* Work to be completed *
For each line in the data below that holds "ErrorCode", return a copy.
[Opening Material supplied section]
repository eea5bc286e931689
//! Inbound adapters that translate external requests into domain service
//! calls while keeping framework details at the edge.
//!
//! HTTP handlers live under [`http`].

pub mod http;
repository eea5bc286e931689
//! OpenAPI documentation configuration.
//!
//! [`ApiDoc`] registers every HTTP endpoint from the inbound layer together
//! with the domain schemas they exchange. The generated document backs
//! Swagger UI in debug builds.

use utoipa::OpenApi;

use crate::domain::{
    AgeCategory, AggregateSummary, BatchOutcome, CrossServiceReport, DerivedFields,
    DerivedRecord, Error, ErrorCode, HealthProbe, PeerProbes, ProcessingMetadata,
    ProcessingStats, RawUser, UsersProbe,
};
use crate::inbound::http::health::{HealthStatus, ServiceBanner};
use crate::inbound::http::processed_users::{DeleteResponse, ProcessUserResponse};

/// OpenAPI document for the REST API.
#[derive(OpenApi)]
#[openapi(
    info(
        title = "Data processing service API",
        description = "Derives per-user records, serves analytics over them and probes the peer user service."
    ),
    servers(
        (url = "/", description = "Relative to the deployment base URL")
    ),
    paths(
        crate::inbound::http::health::root,
        crate::inbound::http::health::health,
        crate::inbound::http::processed_users::process_user,
        crate::inbound::http::processed_users::get_processed_user,
        crate::inbound::http::processed_users::list_processed_users,
        crate::inbound::http::processed_users::delete_processed_user,
        crate::inbound::http::analytics::analytics,
        crate::inbound::http::peer::cross_service_test,
        crate::inbound::http::peer::batch_process,
    ),
    components(schemas(
        Error,
        ErrorCode,
        RawUser,
        AgeCategory,
        DerivedFields,
        ProcessingMetadata,
        DerivedRecord,
        ProcessingStats,
        AggregateSummary,
        HealthProbe,
        UsersProbe,
        PeerProbes,
        CrossServiceReport,
        BatchOutcome,
        ProcessUserResponse,
        DeleteResponse,
        ServiceBanner,
        HealthStatus,
    )),
    tags(
        (name = "health", description = "Service banner and health"),
        (name = "processed-users", description = "Derive, fetch and delete processed user records"),
        (name = "analytics", description = "Aggregate statistics across processed users"),
        (name = "peer", description = "Diagnostics and batch operations against the peer service")
    )
)]
pub struct ApiDoc;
[Closing Material supplied section]
* Result of the task *
    DerivedRecord, Error, ErrorCode, HealthProbe, PeerProbes, ProcessingMetadata,
        ErrorCode,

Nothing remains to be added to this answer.